- **Instructions to follow**
Give the number of lines in the data below that contain "ItemId", with no other words.

[Records drawn from a dataset]

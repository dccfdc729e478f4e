use std::sync::Arc;

use axum::{
    Json, Router,
    extract::{Extension, Path},
    http::StatusCode,
    response::IntoResponse,
    routing::{get, post},
};
use chrono::Utc;

use stockflow_core::{AggregateId, ItemId};
use stockflow_orders::{AttachPickList, SalesOrderCommand, SalesOrderId};
use stockflow_picking::{
    AddPickItem, ChangePickListStatus, CreatePickList, PickListCommand, PickListId,
    PickListStatus, RecordPick,
};

use crate::app::routes::common::{parse_id, parse_opt_id};
use crate::app::services::AppServices;
use crate::app::{dto, errors};

pub fn router() -> Router {
    Router::new()
        .route("/", post(create_pick_list).get(list_pick_lists))
        .route("/:id", get(get_pick_list))
        .route("/:id/items", post(add_item))
        .route("/:id/picks", post(record_pick))
        .route("/:id/status", post(change_status))
}

pub async fn create_pick_list(
    Extension(services): Extension<Arc<AppServices>>,
    Extension(tenant): Extension<crate::context::TenantContext>,
    Json(body): Json<dto::CreatePickListRequest>,
) -> axum::response::Response {
    let sales_order_agg: Option<AggregateId> =
        match parse_opt_id(body.sales_order_id.as_deref(), "sales order id") {
            Ok(v) => v,
            Err(resp) => return resp,
        };

    let agg = AggregateId::new();
    let pick_list_id = PickListId::new(agg);
    let display_id = services.next_display_id("PL");

    let cmd = PickListCommand::CreatePickList(CreatePickList {
        tenant_id: tenant.tenant_id(),
        pick_list_id,
        display_id: display_id.clone(),
        sales_order_id: sales_order_agg.map(SalesOrderId::new),
        occurred_at: Utc::now(),
    });

    if let Err(e) = services.dispatch_pick_list(tenant.tenant_id(), pick_list_id, cmd) {
        return errors::dispatch_error_to_response(e);
    }

    // Link the source order back to its pick list.
    if let Some(order_agg) = sales_order_agg {
        let attach = SalesOrderCommand::AttachPickList(AttachPickList {
            tenant_id: tenant.tenant_id(),
            order_id: SalesOrderId::new(order_agg),
            pick_list_id: agg,
            occurred_at: Utc::now(),
        });
        if let Err(e) =
            services.dispatch_order(tenant.tenant_id(), SalesOrderId::new(order_agg), attach)
        {
            return errors::dispatch_error_to_response(e);
        }
    }

    (
        StatusCode::CREATED,
        Json(serde_json::json!({"id": agg.to_string(), "display_id": display_id})),
    )
        .into_response()
}

pub async fn add_item(
    Extension(services): Extension<Arc<AppServices>>,
    Extension(tenant): Extension<crate::context::TenantContext>,
    Path(id): Path<String>,
    Json(body): Json<dto::AddPickItemRequest>,
) -> axum::response::Response {
    let agg: AggregateId = match parse_id(&id, "pick list id") {
        Ok(v) => v,
        Err(resp) => return resp,
    };
    let pick_list_id = PickListId::new(agg);

    let item_id: Option<ItemId> = match parse_opt_id(body.item_id.as_deref(), "item id") {
        Ok(v) => v,
        Err(resp) => return resp,
    };

    let cmd = PickListCommand::AddPickItem(AddPickItem {
        tenant_id: tenant.tenant_id(),
        pick_list_id,
        sales_order_line_no: body.sales_order_line_no,
        item_id,
        item_name: body.item_name,
        requested_quantity: body.requested_quantity,
        occurred_at: Utc::now(),
    });

    match services.dispatch_pick_list(tenant.tenant_id(), pick_list_id, cmd) {
        Ok(_) => StatusCode::NO_CONTENT.into_response(),
        Err(e) => errors::dispatch_error_to_response(e),
    }
}

pub async fn record_pick(
    Extension(services): Extension<Arc<AppServices>>,
    Extension(tenant): Extension<crate::context::TenantContext>,
    Path(id): Path<String>,
    Json(body): Json<dto::RecordPickRequest>,
) -> axum::response::Response {
    let agg: AggregateId = match parse_id(&id, "pick list id") {
        Ok(v) => v,
        Err(resp) => return resp,
    };
    let pick_list_id = PickListId::new(agg);

    let cmd = PickListCommand::RecordPick(RecordPick {
        tenant_id: tenant.tenant_id(),
        pick_list_id,
        line_no: body.line_no,
        picked_quantity: body.picked_quantity,
        occurred_at: Utc::now(),
    });

    match services.dispatch_pick_list(tenant.tenant_id(), pick_list_id, cmd) {
        Ok(_) => StatusCode::NO_CONTENT.into_response(),
        Err(e) => errors::dispatch_error_to_response(e),
    }
}

pub async fn change_status(
    Extension(services): Extension<Arc<AppServices>>,
    Extension(tenant): Extension<crate::context::TenantContext>,
    Path(id): Path<String>,
    Json(body): Json<dto::ChangeStatusRequest>,
) -> axum::response::Response {
    let agg: AggregateId = match parse_id(&id, "pick list id") {
        Ok(v) => v,
        Err(resp) => return resp,
    };
    let pick_list_id = PickListId::new(agg);

    let next: PickListStatus = match errors::parse_enum(&body.status, "pick list status") {
        Ok(v) => v,
        Err(resp) => return resp,
    };

    let cmd = PickListCommand::ChangePickListStatus(ChangePickListStatus {
        tenant_id: tenant.tenant_id(),
        pick_list_id,
        next,
        occurred_at: Utc::now(),
    });

    match services.dispatch_pick_list(tenant.tenant_id(), pick_list_id, cmd) {
        Ok(committed) => (
            StatusCode::OK,
            Json(serde_json::json!({"id": agg.to_string(), "events_committed": committed.len()})),
        )
            .into_response(),
        Err(e) => errors::dispatch_error_to_response(e),
    }
}

pub async fn get_pick_list(
    Extension(services): Extension<Arc<AppServices>>,
    Extension(tenant): Extension<crate::context::TenantContext>,
    Path(id): Path<String>,
) -> axum::response::Response {
    let agg: AggregateId = match parse_id(&id, "pick list id") {
        Ok(v) => v,
        Err(resp) => return resp,
    };
    match services.pick_list_get(tenant.tenant_id(), &PickListId::new(agg)) {
        Some(rm) => (StatusCode::OK, Json(dto::pick_list_to_json(rm))).into_response(),
        None => errors::json_error(StatusCode::NOT_FOUND, "not_found", "pick list not found"),
    }
}

pub async fn list_pick_lists(
    Extension(services): Extension<Arc<AppServices>>,
    Extension(tenant): Extension<crate::context::TenantContext>,
) -> axum::response::Response {
    let items = services
        .pick_list_list(tenant.tenant_id())
        .into_iter()
        .map(dto::pick_list_to_json)
        .collect::<Vec<_>>();
    (StatusCode::OK, Json(serde_json::json!({ "items": items }))).into_response()
}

- **Answer to the problem**
2